(Dataset items)

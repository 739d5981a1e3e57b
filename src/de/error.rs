use std::borrow::Cow;

/// Any error that may happen during deserialization
#[derive(thiserror::Error)]
#[error("{}", inner.value)]
pub struct DeError {
	inner: Box<ErrorInner>,
}

impl std::fmt::Debug for DeError {
	fn fmt(&self, f: &mut std::fmt::Formatter<'_>) -> std::fmt::Result {
		match self.inner.io_error.as_ref() {
			Some(io_error) => write!(f, "{}: {}", self.inner.value, io_error),
			None => std::fmt::Debug::fmt(&*self.inner.value, f),
		}
	}
}

struct ErrorInner {
	value: Cow<'static, str>,
	io_error: Option<std::io::Error>,
}

impl DeError {
	/// If you need a dynamic string use `DeError::custom(format_args!(...))`
	pub(crate) fn new(s: &'static str) -> Self {
		Self {
			inner: Box::new(ErrorInner {
				value: Cow::Borrowed(s),
				io_error: None,
			}),
		}
	}
	pub(crate) fn unexpected_eof() -> Self {
		Self::new("Unexpected end of slice while deserializing")
	}
	pub(crate) fn io(io_error: std::io::Error) -> Self {
		Self::custom_io(
			"Encountered IO error when attempting to read for deserialization",
			io_error,
		)
	}
	pub(crate) fn custom_io(msg: &'static str, io_error: std::io::Error) -> Self {
		Self {
			inner: Box::new(ErrorInner {
				value: Cow::Borrowed(msg),
				io_error: Some(io_error),
			}),
		}
	}
	/// If this error was caused by an IO error, return it
	///
	/// Underlying source failures propagate here verbatim, so e.g. a closed
	/// stream can be told apart from malformed data.
	pub fn io_error(&self) -> Option<&std::io::Error> {
		self.inner.io_error.as_ref()
	}
}

impl serde::de::Error for DeError {
	fn custom<T>(msg: T) -> Self
	where
		T: std::fmt::Display,
	{
		Self {
			inner: Box::new(ErrorInner {
				value: Cow::Owned(msg.to_string()),
				io_error: None,
			}),
		}
	}
}

/// This is implemented just to support the trick with decimal where we use
/// their serialize implementation to enable zero-alloc deserialization
impl serde::ser::Error for DeError {
	fn custom<T>(msg: T) -> Self
	where
		T: std::fmt::Display,
	{
		<Self as serde::de::Error>::custom(msg)
	}
}
use super::{RegularType, SchemaMut};

impl SchemaMut {
	/// Check that the schema does not contain zero-sized unconditional cycles
	///
	/// Zero-size cycles (that would trigger infinite recursion when decoding,
	/// without consuming any input) can only happen with records that end up
	/// containing themselves immediately, that is, only through record paths:
	/// any other path consumes at least one byte (union discriminant, block
	/// count, ...).
	///
	/// Conditional self-referential records (e.g. `Self { next: union {
	/// null, Self } }`) are legal, and runtime recursion is bounded
	/// separately by the deserializer's depth limit.
	pub(crate) fn check_for_cycles(&self) -> Result<(), UnconditionalCycle> {
		let mut visited_nodes = vec![false; self.nodes.len()];
		let mut checked_nodes = vec![false; self.nodes.len()];
		for (idx, node) in self.nodes.iter().enumerate() {
			if matches!(node.type_, RegularType::Record(_)) && !checked_nodes[idx] {
				check_no_zero_sized_cycle_inner(self, idx, &mut visited_nodes, &mut checked_nodes)?;
			}
		}
		Ok(())
	}
}

/// Error: the schema contains a record that ends up always containing itself
#[derive(Debug, thiserror::Error)]
#[error("The schema contains a record that ends up always containing itself")]
pub struct UnconditionalCycle {
	_private: (),
}

fn check_no_zero_sized_cycle_inner(
	schema: &SchemaMut,
	node_idx: usize,
	visited_nodes: &mut Vec<bool>,
	checked_nodes: &mut Vec<bool>,
) -> Result<(), UnconditionalCycle> {
	visited_nodes[node_idx] = true;
	for field in match &schema.nodes[node_idx].type_ {
		RegularType::Record(record) => &record.fields,
		_ => unreachable!(),
	} {
		if let RegularType::Record(_) = &schema.nodes[field.type_.idx].type_ {
			if visited_nodes[field.type_.idx] {
				return Err(UnconditionalCycle { _private: () });
			} else {
				check_no_zero_sized_cycle_inner(
					schema,
					field.type_.idx,
					visited_nodes,
					checked_nodes,
				)?;
			}
		}
	}
	visited_nodes[node_idx] = false;
	// If a node was ok as part of another record, no need to re-visit it
	// individually.
	checked_nodes[node_idx] = true;
	Ok(())
}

Activity: In the entries above, find every line with the word "contains" and list it.

Result:
/// Error: the schema contains a record that ends up always containing itself
#[error("The schema contains a record that ends up always containing itself")]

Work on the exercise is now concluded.